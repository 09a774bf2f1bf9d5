//! Filtering engine and in-place file rewriter.
//!
//! The engine walks the token stream from [`crate::scanner`], asks a
//! [`RemovalPolicy`] about every top-level expression, and splices the
//! policy's marker text over the removed spans. Everything else is copied
//! verbatim.

use std::fs;
use std::io;
use std::path::{Path, PathBuf};

use crate::diagnostics::PruneError;
use crate::scanner::{tokenize, Token};

/// Decides which top-level expressions are removed and what replaces them.
pub trait RemovalPolicy {
    /// Returns the removal reason if `raw` (one balanced expression) must go.
    fn decide(&self, raw: &str) -> Option<String>;

    /// The marker text substituted for a removed expression.
    fn replacement(&self, raw: &str, reason: &str) -> String;
}

/// Result of filtering one source text.
#[derive(Debug, Clone, PartialEq, Eq)]
pub struct FilterOutcome {
    /// The rewritten text.
    pub text: String,
    /// Number of top-level expressions replaced by markers.
    pub removed_stanzas: usize,
    /// Number of marker lines emitted in their place.
    pub removed_lines: usize,
}

/// Run `policy` over every top-level expression of `source`.
///
/// Comments and whitespace are never candidates; a keyword occurring inside
/// a kept expression never triggers removal of a nested sub-form.
pub fn filter_source(source: &str, policy: &dyn RemovalPolicy) -> FilterOutcome {
    let mut text = String::with_capacity(source.len());
    let mut removed_stanzas = 0;
    let mut removed_lines = 0;

    for token in tokenize(source) {
        match token {
            Token::Expr(raw) => match policy.decide(raw) {
                Some(reason) => {
                    let marker = policy.replacement(raw, &reason);
                    removed_stanzas += 1;
                    removed_lines += marker.lines().count();
                    text.push_str(&marker);
                }
                None => text.push_str(raw),
            },
            other => text.push_str(other.text()),
        }
    }

    FilterOutcome {
        text,
        removed_stanzas,
        removed_lines,
    }
}

/// Filter `path` in place.
///
/// The rewritten text goes to a sibling temp file first and is renamed over
/// the original, so an interrupted write never leaves a truncated dune file.
pub fn rewrite_file(path: &Path, policy: &dyn RemovalPolicy) -> Result<FilterOutcome, PruneError> {
    let source = fs::read_to_string(path).map_err(|source| {
        if source.kind() == io::ErrorKind::NotFound {
            PruneError::FileNotFound {
                path: path.to_path_buf(),
            }
        } else {
            PruneError::Read {
                path: path.to_path_buf(),
                source,
            }
        }
    })?;

    let outcome = filter_source(&source, policy);

    let tmp = temp_sibling(path);
    fs::write(&tmp, &outcome.text).map_err(|source| PruneError::Write {
        path: tmp.clone(),
        source,
    })?;
    fs::rename(&tmp, path).map_err(|source| {
        let _ = fs::remove_file(&tmp);
        PruneError::Write {
            path: path.to_path_buf(),
            source,
        }
    })?;

    Ok(outcome)
}

fn temp_sibling(path: &Path) -> PathBuf {
    let mut name = path
        .file_name()
        .map(|n| n.to_os_string())
        .unwrap_or_else(|| "dune".into());
    name.push(".prune-tmp");
    path.with_file_name(name)
}
// Values come from the optional CONFIG_FILE first, then the process environment.
use std::collections::HashMap;
use std::env;
use std::fs;

use crate::clients::api_client::DEFAULT_API_BASE;

pub const DEFAULT_TOKEN_FILE: &str = "./data/session.json";

#[derive(Debug, Default, Clone)]
pub struct AppConfig {
    values: HashMap<String, String>,
}

impl AppConfig {
    pub fn from_file(path: &str) -> Result<Self, String> {
        let content = fs::read_to_string(path).map_err(|e| e.to_string())?;
        Self::parse(&content)
    }

    pub fn parse(content: &str) -> Result<Self, String> {
        let mut values = HashMap::new();
        for (idx, line) in content.lines().enumerate() {
            let trimmed = line.trim();
            if trimmed.is_empty() || trimmed.starts_with('#') {
                continue;
            }
            let trimmed = trimmed.strip_prefix("export ").unwrap_or(trimmed);
            let Some((key, value)) = trimmed.split_once('=') else {
                return Err(format!("Invalid config line {}: {}", idx + 1, line));
            };
            let key = key.trim();
            let mut value = value.trim().to_string();
            if value.len() >= 2
                && ((value.starts_with('"') && value.ends_with('"'))
                    || (value.starts_with('\'') && value.ends_with('\'')))
            {
                value = value[1..value.len() - 1].to_string();
            }
            values.insert(key.to_string(), value);
        }
        Ok(Self { values })
    }

    pub fn get(&self, key: &str) -> Option<String> {
        self.values.get(key).cloned()
    }

    pub fn lookup(&self, key: &str) -> Option<String> {
        self.get(key)
            .or_else(|| env::var(key).ok())
            .filter(|value| !value.is_empty())
    }

    pub fn api_base(&self) -> String {
        self.lookup("API_BASE")
            .unwrap_or_else(|| DEFAULT_API_BASE.to_string())
    }

    pub fn token_file(&self) -> String {
        self.lookup("TOKEN_FILE")
            .unwrap_or_else(|| DEFAULT_TOKEN_FILE.to_string())
    }

    pub fn log_filter(&self) -> Option<String> {
        self.lookup("RUST_LOG")
    }
}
════════════════════
**What you need to do:** If the word "usize" is on a line above, return that line.

**Task solution:**
    pub removed_stanzas: usize,
    pub removed_lines: usize,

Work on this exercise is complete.